Gli studenti delle medie e delle superiori si sfideranno sulla storia della Costituzione e i diritti sociali
SAN SALVO. Sarà San Salvo ad ospitare, per la prima volta a livello nazionale, le Olimpiadi della cittadinanza, riservate agli alunni delle classi terze delle scuole medie e agli studenti delle classi quarte e quinte delle superiori. Un progetto promosso dall’amministrazione comunale e dall’istituto comprensivo numero uno “Salvo D’Acquisto”, con la collaborazione con la facoltà di giurisprudenza dell’università di Teramo, il patrocinio dell’Ufficio scolastico regionale e il supporto tecnologico della Teamservice srl di Vasto.

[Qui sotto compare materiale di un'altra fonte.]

use crate::cli::CommandLineArgs;
use crate::dataset::{Column, ColumnKind, Dataset, Row, Schema, Timestamp, Value};
use crate::error::RetrievalError;
use crate::object_store::{ObjectInfo, ObjectStore};

use async_trait::async_trait;
use bytes::Bytes;
use clap::Parser;
use std::collections::BTreeMap;
use std::sync::atomic::{AtomicUsize, Ordering};

/// 2023-01-01T00:00:00Z in milliseconds.
pub(crate) const T0: i64 = 1_672_531_200_000;
pub(crate) const HOUR: i64 = 3_600_000;
pub(crate) const DAY: i64 = 24 * HOUR;

/// A small extract in the layout of the ONS hourly generation files. Rows are deliberately out of
/// order and one generation value is blank.
pub(crate) const ONS_CSV: &str = "\
din_instante;nom_subsistema;nom_tipocombustivel;nom_usina;val_geracao
2023-01-01 01:00:00;NORDESTE;Eólica;USINA EOLICA A;12,0
2023-01-01 00:00:00;NORDESTE;Eólica;USINA EOLICA A;10,5
2023-01-01 00:00:00;SUDESTE;Fotovoltaica;USINA SOLAR B;
2023-01-01 01:00:00;SUDESTE;Fotovoltaica;USINA SOLAR B;3,25
2023-01-02 00:00:00;NORDESTE;Eólica;USINA EOLICA A;8
2023-01-02 00:00:00;SUDESTE;Fotovoltaica;USINA SOLAR B;0
";

/// A single numeric column `wind` with timestamp column `t` at 1, 2 and 3 ms.
pub(crate) fn wind_dataset() -> Dataset {
    let schema = Schema::new("t", vec![Column::new("wind", ColumnKind::Number)]).unwrap();
    let rows = [(1, 10.0), (2, 12.0), (3, 9.0)]
        .into_iter()
        .map(|(t, wind)| Row::new(Timestamp(t), vec![Value::Number(wind)]))
        .collect();
    Dataset::new(schema, rows).unwrap()
}

/// The dataset [ONS_CSV] loads to.
pub(crate) fn generation_dataset() -> Dataset {
    let schema = Schema::new(
        "din_instante",
        vec![
            Column::new("nom_subsistema", ColumnKind::Category),
            Column::new("nom_tipocombustivel", ColumnKind::Category),
            Column::new("nom_usina", ColumnKind::Category),
            Column::new("val_geracao", ColumnKind::Number),
        ],
    )
    .unwrap();
    let wind = |t: i64, value: f64| {
        Row::new(
            Timestamp(t),
            vec![
                Value::Category("NORDESTE".to_string()),
                Value::Category("Eólica".to_string()),
                Value::Category("USINA EOLICA A".to_string()),
                Value::Number(value),
            ],
        )
    };
    let solar = |t: i64, value: Value| {
        Row::new(
            Timestamp(t),
            vec![
                Value::Category("SUDESTE".to_string()),
                Value::Category("Fotovoltaica".to_string()),
                Value::Category("USINA SOLAR B".to_string()),
                value,
            ],
        )
    };
    let rows = vec![
        wind(T0, 10.5),
        solar(T0, Value::Missing),
        wind(T0 + HOUR, 12.0),
        solar(T0 + HOUR, Value::Number(3.25)),
        wind(T0 + DAY, 8.0),
        solar(T0 + DAY, Value::Number(0.0)),
    ];
    Dataset::new(schema, rows).unwrap()
}

/// Command line arguments with all defaults, plus any extra flags.
pub(crate) fn test_args(extra: &[&str]) -> CommandLineArgs {
    CommandLineArgs::try_parse_from(std::iter::once("ons-energy-viz").chain(extra.iter().copied()))
        .unwrap()
}

/// An in-memory [ObjectStore] that counts retrievals.
#[derive(Default)]
pub(crate) struct MemoryStore {
    objects: BTreeMap<String, Bytes>,
    /// Every retrieval fails with this error when set
    failure: Option<fn(&str) -> RetrievalError>,
    gets: AtomicUsize,
}

impl MemoryStore {
    pub(crate) fn with_object(mut self, key: &str, data: impl Into<Bytes>) -> Self {
        self.objects.insert(key.to_string(), data.into());
        self
    }

    pub(crate) fn failing(failure: fn(&str) -> RetrievalError) -> Self {
        MemoryStore {
            failure: Some(failure),
            ..Default::default()
        }
    }

    /// Number of calls to [ObjectStore::get].
    pub(crate) fn gets(&self) -> usize {
        self.gets.load(Ordering::SeqCst)
    }
}

#[async_trait]
impl ObjectStore for MemoryStore {
    async fn get(&self, key: &str) -> Result<Bytes, RetrievalError> {
        self.gets.fetch_add(1, Ordering::SeqCst);
        if let Some(failure) = self.failure {
            return Err(failure(key));
        }
        self.objects
            .get(key)
            .cloned()
            .ok_or_else(|| RetrievalError::NotFound {
                key: key.to_string(),
            })
    }

    async fn list(&self, prefix: &str) -> Result<Vec<ObjectInfo>, RetrievalError> {
        if let Some(failure) = self.failure {
            return Err(failure(prefix));
        }
        Ok(self
            .objects
            .iter()
            .filter(|(key, _)| key.starts_with(prefix))
            .map(|(key, data)| ObjectInfo {
                key: key.clone(),
                size: data.len() as u64,
                last_modified: None,
            })
            .collect())
    }
}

«La finalità di questa iniziativa», spiega il sindaco Tiziana Magnacca, «è quella di contribuire alla maturazione delle competenze di cittadinanza, necessarie a partecipare alla vita civile con un’approfondita conoscenza dei concetti e delle strutture sociopolitiche, per diventare cittadini attivi, consapevoli delle proprie idee e responsabili delle proprie azioni». Sono intervenuti alla presentazione in municipio il presidente della Regione Marco Marsilio, l'assessore regionale Nicola Campitelli, il dirigente scolastico dell’istituto comprensivo Annarosa Costantini, la professoressa Chiara Di Marco per l’università di Teramo e l’assessore alle politiche sociali Oliviero Faienza.
Le Olimpiadi si articoleranno in una gara eliminatoria, in programma il 30 marzo, e nella finale e premiazione che si svolgerà il 5 maggio nell’aula consiliare del Comune. Ogni scuola secondaria di primo grado parteciperà con una sola squadra, mentre le scuole secondarie di secondo grado potranno partecipare con una squadra per ciascun indirizzo. Ogni squadra deve essere formata esclusivamente da 5 studenti. Tra gli argomenti delle prove la storia della Costituzione italiana, i diritti di libertà e sociali, la fedeltà alla Repubblica e la difesa della patria, la legalità e la lotta alla criminalità organizzata.
«Le Olimpiadi hanno lo scopo di far confrontare gli alunni sui temi della cittadinanza», sottolinea la dirigente Costantini, «cittadinanza che oggi è diventata più complessa rispetto al passato e necessita di competenze adeguate che è nostro compito fornire».